Despite nearly a quarter of U.S. Latinos living in poverty, the group as a whole has a higher average life expectancies than white Americans, who have a much lower poverty rate.

This article from Yes magazine has some theories as to why. It’s about Latino traditions of food, community and family bonds.

Author Claudia Kolker took a closer look at such cultural practices for her 2011 book, The Immigrant Advantage. Her book examines why immigrants are often healthier than native-born Americans—a question that continues to be explored. Some credit this perplexing phenomenon to the idea that immigrants must be healthy to migrate. Kolker’s research shows its connection to customs like Danza Azteca: close community bonds, traditional foods, and la cuarentena, a Latin American tradition in which a new mother rests for the first 40 days after giving birth, not lifting a finger except to breastfeed and bond with her child. Kolker also has a hunch that a lack of smoking is a factor, and other researchers agree.

But here’s another paradox. The healthier living advantage is primarily for recent immigrants.

U.S.-born Hispanics face higher prevalence rates for unhealthy behaviors than foreign-born Hispanics: a 72 percent higher smoking rate and a 30 percent higher obesity rate.

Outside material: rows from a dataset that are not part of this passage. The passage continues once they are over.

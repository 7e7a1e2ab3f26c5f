//! Rate and price resolution.
//!
//! The resolver is a pure lookup structure built once per calculation from
//! the two configuration tables. Missing configuration is the expected
//! steady state during dropshipper onboarding, so nothing here fails: a
//! missing unit cost resolves to zero and a missing rate walks a fallback
//! ladder down to a per-carrier default. Every degradation is reported to
//! the caller as a [`ConfigGap`] so it can surface in the
//! missing-configuration report.

use std::collections::HashMap;

use rust_decimal::Decimal;

use codledger_core::{Carrier, Email, PriceKey, ProductUid, RateKey};

use crate::models::payout::{ConfigGap, ConfigGapKind, RateSource};
use crate::models::{PriceConfig, ShippingRateConfig};
use crate::settings::EngineSettings;

/// A resolved shipping quote: the flat per-shipment rate plus which rung
/// of the fallback ladder supplied it.
#[derive(Debug, Clone, Copy, PartialEq, Eq)]
pub struct ShippingQuote {
    pub flat_rate: Decimal,
    pub source: RateSource,
}

/// Lookup book over price and shipping-rate configuration.
pub struct RateBook<'a> {
    prices: HashMap<PriceKey, &'a PriceConfig>,
    exact_rates: HashMap<RateKey, Decimal>,
    /// First configured rate per (product, carrier) in table iteration
    /// order, for the any-weight fallback rung.
    any_weight_rates: HashMap<(ProductUid, String), Decimal>,
    settings: &'a EngineSettings,
}

impl<'a> RateBook<'a> {
    /// Build the book from configuration rows.
    #[must_use]
    pub fn new(
        prices: &'a [PriceConfig],
        rates: &'a [ShippingRateConfig],
        settings: &'a EngineSettings,
    ) -> Self {
        let prices = prices.iter().map(|p| (p.key(), p)).collect();

        let mut exact_rates = HashMap::new();
        let mut any_weight_rates = HashMap::new();
        for rate in rates {
            exact_rates.entry(rate.key()).or_insert(rate.flat_rate);
            any_weight_rates
                .entry((rate.product_uid.clone(), rate.carrier.normalized()))
                .or_insert(rate.flat_rate);
        }

        Self {
            prices,
            exact_rates,
            any_weight_rates,
            settings,
        }
    }

    /// Resolve the configured per-unit product cost.
    ///
    /// Absence is not an error; it resolves to zero and records a gap for
    /// the missing-configuration report.
    pub fn unit_cost(
        &self,
        dropshipper: &Email,
        product_uid: &ProductUid,
        gaps: &mut Vec<ConfigGap>,
    ) -> Decimal {
        let key = PriceKey::new(dropshipper, product_uid.clone());
        self.prices.get(&key).map_or_else(
            || {
                gaps.push(ConfigGap {
                    kind: ConfigGapKind::MissingUnitCost,
                    dropshipper: dropshipper.normalized(),
                    product_uid: product_uid.clone(),
                });
                Decimal::ZERO
            },
            |config| config.unit_cost,
        )
    }

    /// Resolve the flat shipping rate for one shipment of a product.
    ///
    /// The lookup weight is the product's configured weight from its price
    /// config, defaulting when absent - a rate lookup cannot be evaluated
    /// independently of that weight. The fallback ladder is:
    ///
    /// 1. exact (product, weight, carrier) match
    /// 2. any configured rate for (product, carrier), first in table order
    /// 3. the per-carrier default table, or the global default for an
    ///    unrecognized carrier
    ///
    /// A missing weight-specific rate must never abort the batch.
    pub fn shipping_quote(
        &self,
        dropshipper: &Email,
        product_uid: &ProductUid,
        carrier: &Carrier,
        gaps: &mut Vec<ConfigGap>,
    ) -> ShippingQuote {
        let weight = self.lookup_weight(dropshipper, product_uid, gaps);

        let exact_key = RateKey::new(product_uid.clone(), weight, carrier);
        if let Some(&rate) = self.exact_rates.get(&exact_key) {
            return ShippingQuote {
                flat_rate: rate,
                source: RateSource::Exact,
            };
        }

        let carrier_normalized = carrier.normalized();
        if let Some(&rate) = self
            .any_weight_rates
            .get(&(product_uid.clone(), carrier_normalized.clone()))
        {
            return ShippingQuote {
                flat_rate: rate,
                source: RateSource::AnyWeight,
            };
        }

        gaps.push(ConfigGap {
            kind: ConfigGapKind::MissingShippingRate,
            dropshipper: dropshipper.normalized(),
            product_uid: product_uid.clone(),
        });

        let known_carrier = self
            .settings
            .carrier_default_rates
            .contains_key(&carrier_normalized);
        ShippingQuote {
            flat_rate: self.settings.carrier_default(&carrier_normalized),
            source: if known_carrier {
                RateSource::CarrierDefault
            } else {
                RateSource::GlobalDefault
            },
        }
    }

    /// The weight used for rate lookups: the product's configured weight,
    /// or the default when no config (or no weight) exists.
    fn lookup_weight(
        &self,
        dropshipper: &Email,
        product_uid: &ProductUid,
        gaps: &mut Vec<ConfigGap>,
    ) -> Decimal {
        let key = PriceKey::new(dropshipper, product_uid.clone());
        match self.prices.get(&key).and_then(|config| config.weight_kg) {
            Some(weight) => weight,
            None => {
                gaps.push(ConfigGap {
                    kind: ConfigGapKind::MissingWeight,
                    dropshipper: dropshipper.normalized(),
                    product_uid: product_uid.clone(),
                });
                self.settings.default_weight_kg
            }
        }
    }
}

They also have a 93 percent higher cancer rate, according to the Centers for Disease Control and Prevention.

Timothy Smith, a psychology professor at Brigham Young University, also has studied this scientific wonder and suggests that social bonds and culture do contribute to health. While more research is needed to know for sure, one thing is certain: American assimilation isn’t exactly healthy. “They’re adopting the local culture, which does have some adverse consequences,” he says. “There are positive consequences to health and adverse consequences.”